В и т а л и й. Двух? Один, боишься, с тобой не справится?

П е с к о в (добродушно). Браво! Но не вернуться ли к делу? Кстати, у тебя нет нынче затруднений с сырьем?

В и т а л и й. Ты уже спрашивал об этом. Забыл?


Телефонный звонок.


(Снял трубку.) Да… (Слушает.) Тамара Владимировна? (Пауза. И Виталий и Песков напряжены.) Проводи ее, Гриша. (Повесил трубку.) Вероятно, за тобой. (Подошел к окну, смотрит, как Тамара, провожаемая Гришей, медленно, — Гриша на костылях, — пересекает двор.) Позвал подкрепление своим сумасбродным проектам? Хотите насесть на меня вдвоем?

П е с к о в (сердито). Чепуха. Она и понятия не имеет, что я здесь. Черт! Разговор повело в сторону… Жаль, что не договорили…

В и т а л и й. Договаривай. Кто же тебе мешает.

П е с к о в. Не хочу, чтобы Тамара видела меня здесь… Можно переждать? (Показывает на перегородку.)

В и т а л и й. Жди, если хочешь. Секретов у нас с ней нет.

П е с к о в (нетерпеливо). Ну, как? Может, сейчас ответишь на мое предложение… или поразмыслишь на досуге?

В и т а л и й. Досуга у меня мало. Есть две догадки.

П е с к о в. Давай, давай…

В и т а л и й. Ты мне почему предложился… именно мне? Рассчитываешь меня легко подмять и стать хозяином объединенного предприятия. Хозяином, слышишь? Докажешь советской власти, что выгоднее сдать тебе все в аренду.
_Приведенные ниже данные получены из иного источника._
//! Documentation template filters
//!
//! These filters extend MiniJinja with the string handling Markdown tables
//! and shields.io badges need.

use minijinja::{Error, ErrorKind, Value};

/// Escape text for a shields.io badge path segment
///
/// Usage: {{ chart.version | badge_escape }}
#[must_use]
pub fn badge_escape(value: String) -> String {
    value
        .replace('-', "--")
        .replace('_', "__")
        .replace(' ', "_")
}

/// Make text safe inside a Markdown table cell
///
/// Pipes are escaped and line breaks become `<br>`.
///
/// Usage: {{ row.description | md_escape }}
#[must_use]
pub fn md_escape(value: String) -> String {
    value
        .replace('|', "\\|")
        .replace("\r\n", "<br>")
        .replace('\n', "<br>")
}

/// Convert a value to compact JSON
///
/// Usage: {{ chart.maintainers | tojson }}
pub fn tojson(value: Value) -> Result<String, Error> {
    let json_value: serde_json::Value = serde_json::to_value(&value)
        .map_err(|e| Error::new(ErrorKind::InvalidOperation, e.to_string()))?;

    serde_json::to_string(&json_value)
        .map_err(|e| Error::new(ErrorKind::InvalidOperation, e.to_string()))
}

/// Indent text with a newline prefix (like Helm's nindent)
///
/// Usage: {{ row.description | nindent(2) }}
#[must_use]
pub fn nindent(value: String, spaces: usize) -> String {
    format!("\n{}", indent(value, spaces))
}

/// Indent every non-empty line
///
/// Usage: {{ content | indent(4) }}
#[must_use]
pub fn indent(value: String, spaces: usize) -> String {
    let line_count = value.lines().count();
    let mut result = String::with_capacity(value.len() + spaces * line_count + line_count);

    let indent_str = " ".repeat(spaces);
    let mut first = true;

    for line in value.lines() {
        if !first {
            result.push('\n');
        }
        first = false;

        if !line.is_empty() {
            result.push_str(&indent_str);
        }
        result.push_str(line);
    }

    result
}

/// Trim prefix from a string
///
/// Usage: {{ chart.version | trimprefix("v") }}
#[must_use]
pub fn trimprefix(value: String, prefix: String) -> String {
    value.strip_prefix(&prefix).unwrap_or(&value).to_string()
}

/// Trim suffix from a string
///
/// Usage: {{ chart.home | trimsuffix("/") }}
#[must_use]
pub fn trimsuffix(value: String, suffix: String) -> String {
    value.strip_suffix(&suffix).unwrap_or(&value).to_string()
}

/// Fall back when a value is undefined, none, or an empty string or collection
///
/// Usage: {{ chart.description | default_if_empty("No description") }}
pub fn default_if_empty(value: Value, fallback: Value) -> Value {
    if is_empty(&value) { fallback } else { value }
}

fn is_empty(value: &Value) -> bool {
    if value.is_undefined() || value.is_none() {
        return true;
    }
    match value.as_str() {
        Some(s) => s.trim().is_empty(),
        None => value.len() == Some(0),
    }
}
Небось слыхал о партийных спорах насчет государственного капитализма? Слыхал, слыхал, ты ведь всезнайка. Так вот, не будет! И еще: хотел сыграть на моем самолюбии. Откажусь взять тебя на завод — значит, боюсь. (Нагнулся к нему почти вплотную; тихо.) Не боюсь.

П е с к о в. Играешь в заправдашнего руководителя? Играй, играй. Только вдруг твои самые главные руководители возьмут — да все и переиграют. Не забыл позапрошлогоднюю весну? (Идет к двери в перегородке.) Кстати, твоя поездка в уезд готовит тебе некий любопытный сюрприз. Посмотрим, кто кому пригодится… Нет, это не угроза, просто дружеское предостережение…


В дверь стучат.


В и т а л и й (выждав, пока Песков уйдет за перегородку). Да.


Входит  Т а м а р а.


Т а м а р а (смущенно, если это не игра). Здравствуй, Витя. Не помешала?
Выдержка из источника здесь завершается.